Cr Rodda, who is in his second term on Tamworth Regional Council, was a Nationals member for well over two decades, but left the party in 2015 after becoming disillusioned with a number of policy decisions that were “harmful to our rural community”.
“Ultimately, the good thing about being an independent is that I'm not beholden to party donors or vested interests, which these days seem to be more important to the party than the welfare of the electorate,” Cr Rodda said.
“I’ve got six little kids, and I look at their faces and think ‘I want a future for them’. I can see by some of the policy decisions that their future won’t be as bright if we continue going down this path.”
Cr Rodda says his disillusionment is shared by many around the electorate.
“I think governments are crazy sometimes – they don’t reward the loyalty of people who put them where they are, instead they take them for granted,” he said.
“They should be treating us with a bit more respect, and a bit more regard.”
Cr Rodda received the most primary votes in Tamworth’s 2016 local government elections, but admits he’ll have to raise his profile more in the region’s surrounding areas, such as Gunnedah, Werris Creek and Walcha.

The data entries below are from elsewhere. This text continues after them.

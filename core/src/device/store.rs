use crate::device::model::{Device, DeviceEdit};
use crate::prelude::{FleetError, FleetResult};
use std::collections::HashMap;
use std::sync::{PoisonError, RwLock, RwLockReadGuard, RwLockWriteGuard};

#[derive(Default)]
struct Records {
    order: Vec<String>,
    by_id: HashMap<String, Device>,
}

impl Records {
    fn snapshot(&self) -> Vec<Device> {
        self.order
            .iter()
            .filter_map(|id| self.by_id.get(id).cloned())
            .collect()
    }
}

/// Canonical mapping of device id to device state, in insertion order.
///
/// Every mutation replaces whole records under the write lock, so a snapshot
/// taken by [`DeviceStore::all`] never contains a half-applied change.
#[derive(Default)]
pub struct DeviceStore {
    records: RwLock<Records>,
}

impl DeviceStore {
    pub fn new() -> Self {
        Self::default()
    }

    pub fn with_devices(devices: impl IntoIterator<Item = Device>) -> FleetResult<Self> {
        let store = Self::new();
        for device in devices {
            store.insert(device)?;
        }
        Ok(store)
    }

    fn read(&self) -> RwLockReadGuard<'_, Records> {
        self.records.read().unwrap_or_else(PoisonError::into_inner)
    }

    fn write(&self) -> RwLockWriteGuard<'_, Records> {
        self.records.write().unwrap_or_else(PoisonError::into_inner)
    }

    /// Inserts a new record or replaces the existing one with the same id.
    pub fn upsert(&self, device: Device) -> FleetResult<()> {
        device.validate()?;
        let mut records = self.write();
        match records.by_id.get(&device.id) {
            Some(previous) => check_transition(previous, &device)?,
            None => records.order.push(device.id.clone()),
        }
        records.by_id.insert(device.id.clone(), device);
        Ok(())
    }

    /// Inserts a record whose id must not be tracked yet.
    pub fn insert(&self, device: Device) -> FleetResult<()> {
        device.validate()?;
        let mut records = self.write();
        if records.by_id.contains_key(&device.id) {
            return Err(FleetError::DuplicateDevice(device.id));
        }
        records.order.push(device.id.clone());
        records.by_id.insert(device.id.clone(), device);
        Ok(())
    }

    pub fn get(&self, id: &str) -> Option<Device> {
        self.read().by_id.get(id).cloned()
    }

    /// Consistent snapshot of every record, in insertion order.
    pub fn all(&self) -> Vec<Device> {
        self.read().snapshot()
    }

    pub fn remove(&self, id: &str) -> Option<Device> {
        let mut records = self.write();
        let removed = records.by_id.remove(id)?;
        records.order.retain(|existing| existing != id);
        Some(removed)
    }

    /// Applies a manual edit and returns the replacement record.
    pub fn edit(&self, id: &str, edit: &DeviceEdit) -> FleetResult<Device> {
        let mut records = self.write();
        let current = records
            .by_id
            .get(id)
            .ok_or_else(|| FleetError::UnknownDevice(id.to_string()))?;
        let next = edit.apply(current);
        next.validate()?;
        records.by_id.insert(id.to_string(), next.clone());
        Ok(next)
    }

    /// Replaces every record with `step(record)` as a single atomic write.
    ///
    /// If any replacement breaks a record invariant nothing is written.
    pub fn update_all<F>(&self, mut step: F) -> FleetResult<usize>
    where
        F: FnMut(&Device) -> Device,
    {
        let mut records = self.write();
        let mut replacements = Vec::with_capacity(records.order.len());
        for id in &records.order {
            let Some(current) = records.by_id.get(id) else {
                continue;
            };
            let next = step(current);
            next.validate()?;
            check_transition(current, &next)?;
            replacements.push(next);
        }
        let count = replacements.len();
        for device in replacements {
            records.by_id.insert(device.id.clone(), device);
        }
        Ok(count)
    }

    pub fn len(&self) -> usize {
        self.read().order.len()
    }

    pub fn is_empty(&self) -> bool {
        self.len() == 0
    }
}

fn check_transition(previous: &Device, next: &Device) -> FleetResult<()> {
    if previous.id != next.id {
        return Err(FleetError::InvariantViolation(format!(
            "device id changed from {} to {}",
            previous.id, next.id
        )));
    }
    if previous.first_seen != next.first_seen {
        return Err(FleetError::InvariantViolation(format!(
            "device {}: firstSeen is immutable",
            next.id
        )));
    }
    if next.last_seen < previous.last_seen {
        return Err(FleetError::InvariantViolation(format!(
            "device {}: lastSeen moved backwards ({} -> {})",
            next.id, previous.last_seen, next.last_seen
        )));
    }
    if next.last_seen > previous.last_seen && !previous.is_online() {
        return Err(FleetError::InvariantViolation(format!(
            "device {}: lastSeen cannot advance while {}",
            next.id, previous.status
        )));
    }
    Ok(())
}

#[cfg(test)]
mod tests {
    use super::*;
    use crate::device::model::fixtures::device;
    use crate::device::model::DeviceStatus;
    use std::sync::Arc;
    use std::thread;

    #[test]
    fn all_preserves_insertion_order() {
        let store = DeviceStore::new();
        for id in ["c", "a", "b"] {
            store.upsert(device(id)).unwrap();
        }
        let ids: Vec<_> = store.all().into_iter().map(|d| d.id).collect();
        assert_eq!(ids, vec!["c", "a", "b"]);
    }

    #[test]
    fn upsert_replaces_in_place_without_reordering() {
        let store = DeviceStore::with_devices([device("1"), device("2")]).unwrap();
        let mut renamed = device("1");
        renamed.name = "Renamed".into();
        store.upsert(renamed).unwrap();
        let all = store.all();
        assert_eq!(all[0].name, "Renamed");
        assert_eq!(all.len(), 2);
    }

    #[test]
    fn upsert_rejects_invariant_violations() {
        let store = DeviceStore::new();
        let mut broken = device("1");
        broken.last_seen = broken.first_seen - 1;
        assert!(store.upsert(broken).is_err());
        assert!(store.is_empty());

        store.upsert(device("1")).unwrap();
        let mut rewound = device("1");
        rewound.last_seen -= 10;
        assert!(store.upsert(rewound).is_err());

        let mut reborn = device("1");
        reborn.first_seen += 1;
        assert!(store.upsert(reborn).is_err());
        assert_eq!(store.get("1").unwrap(), device("1"));
    }

    #[test]
    fn last_seen_is_frozen_while_not_online() {
        let store = DeviceStore::new();
        let mut offline = device("1");
        offline.status = DeviceStatus::Offline;
        store.upsert(offline.clone()).unwrap();

        let mut advanced = offline.clone();
        advanced.last_seen += 60_000;
        assert!(matches!(
            store.upsert(advanced),
            Err(FleetError::InvariantViolation(_))
        ));
        assert_eq!(store.get("1").unwrap().last_seen, offline.last_seen);

        let mut online = device("2");
        store.upsert(online.clone()).unwrap();
        online.last_seen += 60_000;
        assert!(store.upsert(online).is_ok());
    }

    #[test]
    fn insert_refuses_duplicates() {
        let store = DeviceStore::new();
        store.insert(device("1")).unwrap();
        assert_eq!(
            store.insert(device("1")),
            Err(FleetError::DuplicateDevice("1".into()))
        );
    }

    #[test]
    fn remove_drops_record_and_order_entry() {
        let store = DeviceStore::with_devices([device("1"), device("2")]).unwrap();
        assert!(store.remove("1").is_some());
        assert!(store.remove("1").is_none());
        assert_eq!(store.all().len(), 1);
        assert!(store.get("1").is_none());
    }

    #[test]
    fn edit_unknown_device_fails() {
        let store = DeviceStore::new();
        let result = store.edit("missing", &DeviceEdit::default());
        assert_eq!(result, Err(FleetError::UnknownDevice("missing".into())));
    }

    #[test]
    fn update_all_is_all_or_nothing() {
        let store = DeviceStore::with_devices([device("1"), device("2")]).unwrap();
        let result = store.update_all(|current| {
            let mut next = current.clone();
            next.signal_strength = -40;
            if next.id == "2" {
                next.last_seen = 0;
            }
            next
        });
        assert!(result.is_err());
        assert!(store.all().iter().all(|d| d.signal_strength == -45));
    }

    #[test]
    fn snapshots_never_observe_partial_updates() {
        let ids: Vec<String> = (0..32).map(|i| i.to_string()).collect();
        let store = Arc::new(
            DeviceStore::with_devices(ids.iter().map(|id| device(id))).unwrap(),
        );

        let writer = {
            let store = store.clone();
            thread::spawn(move || {
                for round in 0..200 {
                    store
                        .update_all(|current| {
                            let mut next = current.clone();
                            next.signal_strength = if round % 2 == 0 { -40 } else { -50 };
                            next.status = DeviceStatus::Online;
                            next
                        })
                        .unwrap();
                }
            })
        };

        for _ in 0..200 {
            let snapshot = store.all();
            let first = snapshot[0].signal_strength;
            assert!(snapshot.iter().all(|d| d.signal_strength == first));
        }
        writer.join().unwrap();
    }
}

“I’ll have a very grassroots sort of campaign – lots of door knocking,” he said
Cr Rodda says his six years on council have served him well, and plans to take the same principle – listening to the people – with him to the state level.
“Being a councillor has taught me the skill of being objective and seeing things the way the ratepayer would,” he said.
“I think I have the ear of the little people, the left behinds and the forgotten. I try to put myself in their position.
“That’s what we’re there for, we’re representing the people.”
Cr Rodda joins three other candidates who have thrown their hat in the ring for the March 2019 election.
The Nationals have re-endorsed incumbent Tamworth MP Kevin Anderson, while Shooters, Fishers and Farmers Party candidate Jeff Bacon has been on the campaign trail for the past five months.
Cr Rodda admits he’ll have a tougher time campaigning than the other candidates without the backing of a major party.
“I have no illusions about how difficult it will be to win. But in an environment where uncertain reigns politically, I might get across the line.
“Recently, across the country, both at a state level and federal level, voters have shown they are willing to buck major parties in favour of an independent.”